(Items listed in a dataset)
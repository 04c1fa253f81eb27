#![cfg_attr(feature = "fail-on-warnings", deny(warnings))]
#![warn(clippy::all, clippy::pedantic, clippy::nursery, clippy::cargo)]
#![allow(clippy::multiple_crate_versions, clippy::cargo_common_metadata)]

//! Filter resolution and chart aggregation for the shooting dashboard.
//!
//! The enriched record set is read-only shared state; every filter
//! change resolves the active scope once and feeds it to the five
//! aggregation routines, which together produce the atomic
//! [`shotmap_analytics_models::ChartBundle`] for the renderers.

pub mod aggregate;
pub mod scope;

mod dashboard;

pub use dashboard::Dashboard;

use thiserror::Error;

/// Errors that can occur during an update.
#[derive(Debug, Error)]
pub enum AnalyticsError {
    /// An aggregation routine observed data that violates its internal
    /// invariants. The whole update fails; no partial bundle is
    /// returned.
    #[error("aggregation invariant violation: {message}")]
    Invariant {
        /// Description of what went wrong.
        message: String,
    },
}
//! Police-district boundary fetch for the choropleth renderer.
//!
//! The boundary `FeatureCollection` keys each polygon by its
//! `DISTRICT_` property; the analytics core never reads the geometry,
//! it is passed through to the rendering collaborator.

use geojson::{FeatureCollection, GeoJson};

use crate::SourceError;

/// The feature property carrying the district code.
pub const DISTRICT_KEY: &str = "DISTRICT_";

/// Parses a boundary `FeatureCollection` from `GeoJSON` text.
///
/// # Errors
///
/// Returns [`SourceError::GeoJson`] if the text is not a valid
/// `FeatureCollection`.
pub fn parse_boundaries(text: &str) -> Result<FeatureCollection, SourceError> {
    let geojson: GeoJson = text.parse()?;
    FeatureCollection::try_from(geojson).map_err(Into::into)
}

/// Fetches and parses the district boundary `FeatureCollection`.
///
/// # Errors
///
/// Returns [`SourceError`] if the download or the parse fails.
pub async fn fetch_boundaries(url: &str) -> Result<FeatureCollection, SourceError> {
    log::info!("downloading district boundaries from {url}");
    let body = reqwest::get(url).await?.error_for_status()?.text().await?;
    let collection = parse_boundaries(&body)?;
    log::info!("parsed {} district boundary features", collection.features.len());
    Ok(collection)
}

/// Extracts the district codes present in a boundary collection.
///
/// The upstream service has emitted `DISTRICT_` both as a JSON number
/// and as a numeric string across vintages; both forms are accepted.
/// Features without a usable code are skipped.
#[must_use]
pub fn district_codes(collection: &FeatureCollection) -> Vec<u16> {
    let mut codes: Vec<u16> = collection
        .features
        .iter()
        .filter_map(|feature| {
            let value = feature.properties.as_ref()?.get(DISTRICT_KEY)?;
            match value {
                serde_json::Value::Number(n) => n.as_u64().and_then(|v| u16::try_from(v).ok()),
                serde_json::Value::String(s) => s.trim().parse::<u16>().ok(),
                _ => None,
            }
        })
        .collect();
    codes.sort_unstable();
    codes.dedup();
    codes
}

#[cfg(test)]
mod tests {
    use super::*;

    const BOUNDARY_SNIPPET: &str = r#"{
        "type": "FeatureCollection",
        "features": [
            {
                "type": "Feature",
                "properties": { "DISTRICT_": 22, "DIV_CODE": "NWD" },
                "geometry": {
                    "type": "Polygon",
                    "coordinates": [[[-75.17, 40.0], [-75.15, 40.0], [-75.15, 40.02], [-75.17, 40.0]]]
                }
            },
            {
                "type": "Feature",
                "properties": { "DISTRICT_": "14", "DIV_CODE": "NWD" },
                "geometry": {
                    "type": "Polygon",
                    "coordinates": [[[-75.2, 40.05], [-75.18, 40.05], [-75.18, 40.07], [-75.2, 40.05]]]
                }
            }
        ]
    }"#;

    #[test]
    fn parses_feature_collection() {
        let collection = parse_boundaries(BOUNDARY_SNIPPET).unwrap();
        assert_eq!(collection.features.len(), 2);
    }

    #[test]
    fn extracts_district_codes_from_both_property_forms() {
        let collection = parse_boundaries(BOUNDARY_SNIPPET).unwrap();
        assert_eq!(district_codes(&collection), vec![14, 22]);
    }

    #[test]
    fn rejects_non_geojson_text() {
        assert!(parse_boundaries("{\"hello\": 1}").is_err());
    }
}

_PROBLEM DETAILS:_
Restate, please, word for word the span of records running from the first line to the line bearing "pub fn parse_boundaries(text: &str)", both included, and nothing outside it.

_TASK OUTPUT:_
repository 04c1fa253f81eb27
#![cfg_attr(feature = "fail-on-warnings", deny(warnings))]
#![warn(clippy::all, clippy::pedantic, clippy::nursery, clippy::cargo)]
#![allow(clippy::multiple_crate_versions, clippy::cargo_common_metadata)]

//! Filter resolution and chart aggregation for the shooting dashboard.
//!
//! The enriched record set is read-only shared state; every filter
//! change resolves the active scope once and feeds it to the five
//! aggregation routines, which together produce the atomic
//! [`shotmap_analytics_models::ChartBundle`] for the renderers.

pub mod aggregate;
pub mod scope;

mod dashboard;

pub use dashboard::Dashboard;

use thiserror::Error;

/// Errors that can occur during an update.
#[derive(Debug, Error)]
pub enum AnalyticsError {
    /// An aggregation routine observed data that violates its internal
    /// invariants. The whole update fails; no partial bundle is
    /// returned.
    #[error("aggregation invariant violation: {message}")]
    Invariant {
        /// Description of what went wrong.
        message: String,
    },
}
//! Police-district boundary fetch for the choropleth renderer.
//!
//! The boundary `FeatureCollection` keys each polygon by its
//! `DISTRICT_` property; the analytics core never reads the geometry,
//! it is passed through to the rendering collaborator.

use geojson::{FeatureCollection, GeoJson};

use crate::SourceError;

/// The feature property carrying the district code.
pub const DISTRICT_KEY: &str = "DISTRICT_";

/// Parses a boundary `FeatureCollection` from `GeoJSON` text.
///
/// # Errors
///
/// Returns [`SourceError::GeoJson`] if the text is not a valid
/// `FeatureCollection`.
pub fn parse_boundaries(text: &str) -> Result<FeatureCollection, SourceError> {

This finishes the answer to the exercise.